Si « un président libanais chrétien représente un symbole dans cet Orient arabe et islamique, surtout après les catastrophes survenues en Irak et en Syrie », comme il prétend, est-ce donc une raison pour choisir une marionnette chrétienne comme son homme de paille, Henri Helou, pour l’installer dans le décor du palais de Baabda ? Il y a des limites à l'hypocrisie nauséabonde. En tout cas, cela n'empêche pas le leader druze, qui a toujours gardé de bons contacts avec la milice chiite libanaise, dont l'allégeance à la l'Iran perse est explicite, d’annoncer « qu'il n'y a plus d'Arabes... nous sommes retournés à la partisannerie tribale qui conduit à des guerres sectaires ». Leiko min 3am ye7ké, et dire que celui qui parle, est de fait, le leader libanais le plus communautaire, en dépit de son camouflage socialiste, ses tweets à 5 piastres et ses émoticônes, comme celui d’hier justement, où il nous a radoté pour la énième fois depuis quatre ans, que « le régime syrien est fini ».

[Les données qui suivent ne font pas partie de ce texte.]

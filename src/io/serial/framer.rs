// src/io/serial/framer.rs
//
// TA612C binary frame synchronisation, validation and decoding.
//
// Device -> host frame layout:
//   [0x55][0xAA][cmd][len][payload: len - 2 bytes][checksum]
// `len` counts itself, the payload and the checksum, so a frame occupies
// 3 + len bytes. The checksum is the low byte of the sum of every byte before it.

use crate::checksums::validate_sum8_trailer;

use super::reading::{extract_reading, Reading, REALTIME_PAYLOAD_LEN};

// =============================================================================
// Protocol Constants
// =============================================================================

/// Device -> host sync marker.
pub const SYNC: [u8; 2] = [0x55, 0xAA];

/// Sync + command + length.
pub const HEADER_LEN: usize = 4;

/// Real-time 4-channel temperature sample.
pub const CMD_REALTIME: u8 = 0x01;

/// The length byte must at least count itself and the checksum.
const MIN_LENGTH_FIELD: u8 = 2;

// =============================================================================
// Types
// =============================================================================

/// A complete, checksum-validated device frame.
#[derive(Debug, Clone, PartialEq, Eq)]
pub struct DeviceFrame {
    bytes: Vec<u8>,
}

impl DeviceFrame {
    /// Validate a candidate slice. Returns `None` if the declared length
    /// is impossible or the checksum does not match.
    fn validate(candidate: &[u8]) -> Option<Self> {
        if candidate.len() < HEADER_LEN + 1 || candidate[3] < MIN_LENGTH_FIELD {
            return None;
        }
        if !validate_sum8_trailer(candidate) {
            return None;
        }
        Some(DeviceFrame {
            bytes: candidate.to_vec(),
        })
    }

    pub fn command(&self) -> u8 {
        self.bytes[2]
    }

    /// Payload bytes between the length byte and the checksum.
    pub fn payload(&self) -> &[u8] {
        &self.bytes[HEADER_LEN..self.bytes.len() - 1]
    }

    /// The frame exactly as it appeared on the wire.
    #[cfg(test)]
    pub fn as_bytes(&self) -> &[u8] {
        &self.bytes
    }
}

// =============================================================================
// Decoding
// =============================================================================

fn find_sync(buf: &[u8]) -> Option<usize> {
    buf.windows(SYNC.len()).position(|w| w == SYNC)
}

/// Decode every complete frame in `buf`.
///
/// Returns the validated frames in arrival order and the unconsumed tail that
/// must be kept for the next call. When no sync marker is present only the
/// final byte is kept, since it may be the first half of a marker split
/// across reads. A candidate with a bad checksum is dropped as a whole and
/// scanning resumes after it.
pub fn decode_frames(buf: &[u8]) -> (Vec<DeviceFrame>, Vec<u8>) {
    let mut frames = Vec::new();
    let mut rest = buf;

    loop {
        let Some(start) = find_sync(rest) else {
            let keep = rest.len().min(1);
            rest = &rest[rest.len() - keep..];
            break;
        };
        rest = &rest[start..];

        if rest.len() < HEADER_LEN {
            break;
        }

        let frame_size = SYNC.len() + 1 + rest[3] as usize;
        if rest.len() < frame_size {
            break;
        }

        let (candidate, tail) = rest.split_at(frame_size);
        rest = tail;

        if let Some(frame) = DeviceFrame::validate(candidate) {
            frames.push(frame);
        }
    }

    (frames, rest.to_vec())
}

/// Extract temperature readings from decoded frames.
/// Frames with other commands or short payloads are skipped.
pub fn readings_from_frames(frames: &[DeviceFrame]) -> Vec<Reading> {
    frames
        .iter()
        .filter(|f| f.command() == CMD_REALTIME && f.payload().len() >= REALTIME_PAYLOAD_LEN)
        .filter_map(|f| extract_reading(f.payload()))
        .collect()
}

// =============================================================================
// Streaming Framer
// =============================================================================

/// Per-connection accumulation buffer around [`decode_frames`].
#[derive(Debug, Default)]
pub struct Ta612cFramer {
    buffer: Vec<u8>,
}

impl Ta612cFramer {
    pub fn new() -> Self {
        Self::default()
    }

    /// Append freshly read bytes and return any frames they complete.
    pub fn feed(&mut self, data: &[u8]) -> Vec<DeviceFrame> {
        self.buffer.extend_from_slice(data);
        let (frames, remainder) = decode_frames(&self.buffer);
        self.buffer = remainder;
        frames
    }

    /// Bytes held back waiting for the rest of a frame.
    #[cfg(test)]
    pub fn pending(&self) -> &[u8] {
        &self.buffer
    }
}

// =============================================================================
// Test Helpers
// =============================================================================

/// Build a well-formed device frame (test use only).
#[cfg(test)]
pub(crate) fn encode_test_frame(cmd: u8, payload: &[u8]) -> Vec<u8> {
    let mut frame = Vec::with_capacity(payload.len() + 5);
    frame.extend_from_slice(&SYNC);
    frame.push(cmd);
    frame.push((payload.len() + 2) as u8);
    frame.extend_from_slice(payload);
    crate::checksums::append_sum8(&frame)
}

/// Build a real-time frame from four raw channel codes (test use only).
#[cfg(test)]
pub(crate) fn encode_realtime_frame(values: [i16; 4]) -> Vec<u8> {
    let payload: Vec<u8> = values.iter().flat_map(|v| v.to_le_bytes()).collect();
    encode_test_frame(CMD_REALTIME, &payload)
}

سؤال : المسيحيون اذاً هم المسؤولون عن تعطيل انتخاب الرئيس؟
 نعم. لن يعجبهم كلامي، لكنهم هم المسؤولون. لم يدركوا بعد حجم الخسارة وأهميتهم خصوصا. يحلم بعض القادة بانهم سيصيرون رؤساء، مع ان عقبات كبيرة في طريق وصولهم الى الرئاسة

Foutaises. Evidemment, W. Beik a pris soin d'éviter de faire la moindre allusion à la volonté de la milice chiite libanaise de bloquer la vie politique au Liban ad vitam æternam, au moins jusqu'à la fin de son djihad en Syrie, comme l'a avoué le secrétaire général du Hezbollah lui-même il y a quelques jours: « Nous combattons... à Damas, à Alep, à Deir Ezzor, Qousseir, Hassaké et Idlib... nous serons présents partout en Syrie où notre présence est requise pour la bataille... (nous sommes) engagés dans une bataille existentielle... toutes les autres (batailles) passent au second plan ». Mais non, c’est encore la faute des chrétiens qui « ne mesurent pas la taille et l’importance de cette perte (de ne pas élire sa marionnette à la tête de l’Etat libanais) ». Lamentable.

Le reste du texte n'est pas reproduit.